(WHAT TO DO) Each record that follows is to be output in full, precisely as written.

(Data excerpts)
Content starts
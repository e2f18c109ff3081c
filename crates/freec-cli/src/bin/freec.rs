use std::io::Write;
use std::process::ExitCode;

use clap::Parser;

use freec_cli::args::CliArgs;
use freec_cli::{driver, trace};

fn main() -> ExitCode {
    let args = CliArgs::parse();
    if args.trace {
        trace::init();
    }
    if args.no_color {
        colored::control::set_override(false);
    }

    match driver::compile(&args) {
        Ok(result) => {
            let mut stdout = std::io::stdout();
            let mut stderr = std::io::stderr();
            if !result.stdout_output.is_empty() {
                let _ = stdout.write_all(result.stdout_output.as_bytes());
            }
            if !result.rendered_diagnostics.is_empty() {
                let _ = stderr.write_all(result.rendered_diagnostics.as_bytes());
            }
            if result.exit_code == 0 {
                ExitCode::SUCCESS
            } else {
                ExitCode::FAILURE
            }
        }
        Err(error) => {
            let mut stderr = std::io::stderr();
            let _ = writeln!(stderr, "freec: {error:#}");
            ExitCode::FAILURE
        }
    }
}
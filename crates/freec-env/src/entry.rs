//! Environment entries.
//!
//! Entries are immutable once created. Top-level entries are registered
//! before any body is converted so mutual dependencies resolve; scoped
//! entries (type variables, lambda- and pattern-bound variables) live in a
//! frame that is popped when the binding construct ends.

use freec_ir::{QName, Type};

/// The two independent scopes of the environment.
#[derive(Clone, Copy, Debug, PartialEq, Eq, Hash)]
pub enum Scope {
    /// Type constructors, type synonyms, type variables.
    Type,
    /// Data constructors, functions, variables.
    Value,
}

impl std::fmt::Display for Scope {
    fn fmt(&self, f: &mut std::fmt::Formatter<'_>) -> std::fmt::Result {
        match self {
            Scope::Type => write!(f, "type"),
            Scope::Value => write!(f, "value"),
        }
    }
}

#[derive(Clone, Debug, PartialEq, Eq)]
pub enum EntryKind {
    /// A data type constructor.
    Data { arity: usize },
    /// A type synonym with its expansion.
    TypeSyn {
        arity: usize,
        type_args: Vec<String>,
        body: Type,
    },
    /// A locally bound type variable.
    TypeVar,
    /// A data constructor and its smart constructor.
    Con {
        arity: usize,
        arg_types: Vec<Type>,
        return_type: Option<Type>,
        smart_target: String,
    },
    /// A function.
    Func {
        arity: usize,
        type_args: Vec<String>,
        arg_types: Vec<Type>,
        return_type: Option<Type>,
        partial: bool,
    },
    /// A locally bound variable. `pure` marks the structurally-decreasing
    /// binder of a fixpoint, the one variable that is not lifted into the
    /// free monad.
    Var { pure: bool },
}

impl EntryKind {
    #[must_use]
    pub fn scope(&self) -> Scope {
        match self {
            EntryKind::Data { .. } | EntryKind::TypeSyn { .. } | EntryKind::TypeVar => Scope::Type,
            EntryKind::Con { .. } | EntryKind::Func { .. } | EntryKind::Var { .. } => Scope::Value,
        }
    }

    /// What to call this entry in diagnostics.
    #[must_use]
    pub fn describe(&self) -> &'static str {
        match self {
            EntryKind::Data { .. } => "type constructor",
            EntryKind::TypeSyn { .. } => "type synonym",
            EntryKind::TypeVar => "type variable",
            EntryKind::Con { .. } => "constructor",
            EntryKind::Func { .. } => "function",
            EntryKind::Var { .. } => "value",
        }
    }
}

/// One entry of the environment.
#[derive(Clone, Debug, PartialEq, Eq)]
pub struct Entry {
    /// Original name, qualified with the defining module where there is one.
    pub original: QName,
    /// The Gallina identifier this entry renders to. Unique per module.
    pub target: String,
    pub kind: EntryKind,
}

impl Entry {
    #[must_use]
    pub fn scope(&self) -> Scope {
        self.kind.scope()
    }

    /// Arity of a callable entry; `None` for variables and type variables.
    #[must_use]
    pub fn arity(&self) -> Option<usize> {
        match &self.kind {
            EntryKind::Data { arity }
            | EntryKind::TypeSyn { arity, .. }
            | EntryKind::Con { arity, .. }
            | EntryKind::Func { arity, .. } => Some(*arity),
            EntryKind::TypeVar | EntryKind::Var { .. } => None,
        }
    }

    #[must_use]
    pub fn is_partial(&self) -> bool {
        matches!(self.kind, EntryKind::Func { partial: true, .. })
    }

    #[must_use]
    pub fn is_pure_var(&self) -> bool {
        matches!(self.kind, EntryKind::Var { pure: true })
    }
}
Content ends
(SOLUTION)
repository e2f18c109ff3081c
filename crates/freec-cli/src/bin/freec.rs
use std::io::Write;
use std::process::ExitCode;

use clap::Parser;

use freec_cli::args::CliArgs;
use freec_cli::{driver, trace};

fn main() -> ExitCode {
    let args = CliArgs::parse();
    if args.trace {
        trace::init();
    }
    if args.no_color {
        colored::control::set_override(false);
    }

    match driver::compile(&args) {
        Ok(result) => {
            let mut stdout = std::io::stdout();
            let mut stderr = std::io::stderr();
            if !result.stdout_output.is_empty() {
                let _ = stdout.write_all(result.stdout_output.as_bytes());
            }
            if !result.rendered_diagnostics.is_empty() {
                let _ = stderr.write_all(result.rendered_diagnostics.as_bytes());
            }
            if result.exit_code == 0 {
                ExitCode::SUCCESS
            } else {
                ExitCode::FAILURE
            }
        }
        Err(error) => {
            let mut stderr = std::io::stderr();
            let _ = writeln!(stderr, "freec: {error:#}");
            ExitCode::FAILURE
        }
    }
}
filename crates/freec-env/src/entry.rs
//! Environment entries.
//!
//! Entries are immutable once created. Top-level entries are registered
//! before any body is converted so mutual dependencies resolve; scoped
//! entries (type variables, lambda- and pattern-bound variables) live in a
//! frame that is popped when the binding construct ends.

use freec_ir::{QName, Type};

/// The two independent scopes of the environment.
#[derive(Clone, Copy, Debug, PartialEq, Eq, Hash)]
pub enum Scope {
    /// Type constructors, type synonyms, type variables.
    Type,
    /// Data constructors, functions, variables.
    Value,
}

impl std::fmt::Display for Scope {
    fn fmt(&self, f: &mut std::fmt::Formatter<'_>) -> std::fmt::Result {
        match self {
            Scope::Type => write!(f, "type"),
            Scope::Value => write!(f, "value"),
        }
    }
}

#[derive(Clone, Debug, PartialEq, Eq)]
pub enum EntryKind {
    /// A data type constructor.
    Data { arity: usize },
    /// A type synonym with its expansion.
    TypeSyn {
        arity: usize,
        type_args: Vec<String>,
        body: Type,
    },
    /// A locally bound type variable.
    TypeVar,
    /// A data constructor and its smart constructor.
    Con {
        arity: usize,
        arg_types: Vec<Type>,
        return_type: Option<Type>,
        smart_target: String,
    },
    /// A function.
    Func {
        arity: usize,
        type_args: Vec<String>,
        arg_types: Vec<Type>,
        return_type: Option<Type>,
        partial: bool,
    },
    /// A locally bound variable. `pure` marks the structurally-decreasing
    /// binder of a fixpoint, the one variable that is not lifted into the
    /// free monad.
    Var { pure: bool },
}

impl EntryKind {
    #[must_use]
    pub fn scope(&self) -> Scope {
        match self {
            EntryKind::Data { .. } | EntryKind::TypeSyn { .. } | EntryKind::TypeVar => Scope::Type,
            EntryKind::Con { .. } | EntryKind::Func { .. } | EntryKind::Var { .. } => Scope::Value,
        }
    }

    /// What to call this entry in diagnostics.
    #[must_use]
    pub fn describe(&self) -> &'static str {
        match self {
            EntryKind::Data { .. } => "type constructor",
            EntryKind::TypeSyn { .. } => "type synonym",
            EntryKind::TypeVar => "type variable",
            EntryKind::Con { .. } => "constructor",
            EntryKind::Func { .. } => "function",
            EntryKind::Var { .. } => "value",
        }
    }
}

/// One entry of the environment.
#[derive(Clone, Debug, PartialEq, Eq)]
pub struct Entry {
    /// Original name, qualified with the defining module where there is one.
    pub original: QName,
    /// The Gallina identifier this entry renders to. Unique per module.
    pub target: String,
    pub kind: EntryKind,
}

impl Entry {
    #[must_use]
    pub fn scope(&self) -> Scope {
        self.kind.scope()
    }

    /// Arity of a callable entry; `None` for variables and type variables.
    #[must_use]
    pub fn arity(&self) -> Option<usize> {
        match &self.kind {
            EntryKind::Data { arity }
            | EntryKind::TypeSyn { arity, .. }
            | EntryKind::Con { arity, .. }
            | EntryKind::Func { arity, .. } => Some(*arity),
            EntryKind::TypeVar | EntryKind::Var { .. } => None,
        }
    }

    #[must_use]
    pub fn is_partial(&self) -> bool {
        matches!(self.kind, EntryKind::Func { partial: true, .. })
    }

    #[must_use]
    pub fn is_pure_var(&self) -> bool {
        matches!(self.kind, EntryKind::Var { pure: true })
    }
}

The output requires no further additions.